Design and Manage Apache Druid Databases Visually with DbSchema

DbSchema lets you design, manage, and document Apache Druid databases. Create ER diagrams, define tables and columns, and generate SQL scripts - with or without a live database connection.

Use Git to share the design, compare it with the Apache Druid database, and deploy changes. DbSchema also includes a data editor, query builder, and HTML5 documentation - everything you need in one tool.

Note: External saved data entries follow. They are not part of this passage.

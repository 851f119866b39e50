use std::fmt;

use chrono::{DateTime, Utc};
use rust_decimal::Decimal;
use serde::{Deserialize, Serialize};
use uuid::Uuid;

/// Order lifecycle. `Completed` and `Cancelled` are terminal.
#[derive(Clone, Copy, Debug, PartialEq, Eq, Serialize, Deserialize)]
#[serde(rename_all = "lowercase")]
pub enum OrderStatus {
    Pending,
    Preparing,
    Ready,
    Completed,
    Cancelled,
}

impl OrderStatus {
    pub fn is_terminal(self) -> bool {
        matches!(self, OrderStatus::Completed | OrderStatus::Cancelled)
    }

    /// The transition gate: each non-terminal state moves one step forward
    /// or to `Cancelled`. Terminal states accept nothing.
    pub fn can_transition_to(self, next: OrderStatus) -> bool {
        use OrderStatus::*;
        matches!(
            (self, next),
            (Pending, Preparing)
                | (Pending, Cancelled)
                | (Preparing, Ready)
                | (Preparing, Cancelled)
                | (Ready, Completed)
                | (Ready, Cancelled)
        )
    }
}

impl fmt::Display for OrderStatus {
    fn fmt(&self, f: &mut fmt::Formatter<'_>) -> fmt::Result {
        let name = match self {
            OrderStatus::Pending => "pending",
            OrderStatus::Preparing => "preparing",
            OrderStatus::Ready => "ready",
            OrderStatus::Completed => "completed",
            OrderStatus::Cancelled => "cancelled",
        };
        f.write_str(name)
    }
}

/// One cart position as submitted at checkout. Never persisted.
#[derive(Clone, Debug, Serialize, Deserialize)]
pub struct CartLine {
    pub item_id: String,
    pub quantity: u32,
}

/// A committed order line. `unit_price` is the catalog price read at
/// reservation time and is never recomputed.
#[derive(Clone, Debug, Serialize, Deserialize)]
pub struct OrderLine {
    pub item_id: String,
    pub item_name: String,
    pub quantity: u32,
    pub unit_price: Decimal,
}

/// A committed purchase. Everything except `status` is immutable once the
/// order exists; `total` is computed from the lines' price snapshots at
/// creation and stored, never derived from live catalog prices.
#[derive(Clone, Debug, Serialize, Deserialize)]
pub struct Order {
    pub id: String,
    pub order_number: String,
    pub owner_id: String,
    pub lines: Vec<OrderLine>,
    pub total: Decimal,
    pub status: OrderStatus,
    pub created_at: DateTime<Utc>,
}

impl Order {
    /// Build a new pending order, totaling the line snapshots.
    pub fn new(owner_id: impl Into<String>, order_number: String, lines: Vec<OrderLine>) -> Self {
        let total = lines
            .iter()
            .map(|line| line.unit_price * Decimal::from(line.quantity))
            .sum();
        Self {
            id: Uuid::new_v4().to_string(),
            order_number,
            owner_id: owner_id.into(),
            lines,
            total,
            status: OrderStatus::Pending,
            created_at: Utc::now(),
        }
    }
}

DbSchema Database Designer

Download DbSchema Download Apache Druid JDBC Driver

Datasource and Segment Architecture

Apache Druid is a high-performance real-time OLAP database designed for sub-second queries on large event-driven datasets. Rather than traditional tables, Druid organizes data into datasources that are physically partitioned into time-based segments stored in deep storage such as Amazon S3 or HDFS. Each segment holds pre-aggregated rollup data and a columnar layout optimized for scan-heavy analytical workloads. DbSchema connects to Druid through the Apache Calcite Avatica JDBC protocol and introspects datasources as schema objects, rendering them in a visual schema diagram. You can annotate datasources, group them by subject area, and generate documentation that captures the column names, data types, and relationships modeled in your ingestion specs.

Writing Analytical Druid SQL in the SQL Editor

Druid SQL is a full SQL dialect built on Apache Calcite that supports GROUP BY, ORDER BY, time-floor functions like TIME_FLOOR(), and approximate aggregations such as APPROX_COUNT_DISTINCT(). DbSchema's SQL editor connects over the Avatica protocol and provides auto-completion for datasource and column names, making it straightforward to compose time-partitioned aggregation queries without memorizing exact column spellings. Results are displayed in a paginated grid with support for copying rows or exporting to CSV. You can organize saved queries by datasource and share them across the team by committing the query files to version control alongside your ingestion specs.

DbSchema SQL editor writing analytical Druid SQL with TIME_FLOOR partitioning

Exploring Ingested Datasets Visually

Once a Druid datasource has been ingested — whether via batch spec or Kafka-based streaming ingestion — DbSchema's data explorer lets you sample rows, filter by time range or dimension value, and inspect the exact column types that Druid has inferred during rollup. This is particularly useful for validating that a new ingestion spec produced the expected schema: you can compare the column list in the data explorer against the dimensionsSpec and metricsSpec in your ingestion JSON without leaving DbSchema. The explorer also handles Druid's __time column natively, displaying timestamps in a human-readable format.

Exploring Apache Druid ingested datasource rows in DbSchema data explorer

Connection Setup and JDBC URL

DbSchema connects to Apache Druid using the Apache Calcite Avatica remote JDBC driver (org.apache.calcite.avatica.remote.Driver). The JDBC URL points to Druid's Broker node and follows the pattern jdbc:avatica:remote:url=http://broker:8082/druid/v2/sql/avatica/, where broker is the hostname or IP of your Druid Broker service and 8082 is the default Druid Broker port. For secured clusters, replace http with https and supply credentials in the connection dialog. Download the Avatica standalone JDBC JAR from the Apache Calcite Avatica releases page and register it under DbSchema's driver manager before creating the connection.

Apache Druid datasource schema diagram rendered in DbSchema

Why Teams Use DbSchema with Apache Druid

  • Render Druid datasources as visual schema diagrams to communicate the data model to analysts who are unfamiliar with ingestion specs.
  • Write and test complex TIME_FLOOR and approximate aggregation queries in the SQL editor before embedding them in BI tool connections.
  • Validate ingestion results immediately by sampling datasource rows in the data explorer right after a batch ingestion job completes.
  • Document multi-datasource analytics pipelines with annotated schema layouts that can be exported as HTML or PDF.
  • Use DbSchema's offline schema model to design Druid datasource schemas before configuring ingestion specs, reducing costly re-ingestion cycles.
  • Compare column lists between DbSchema's live schema and your ingestion spec JSON to catch schema drift early.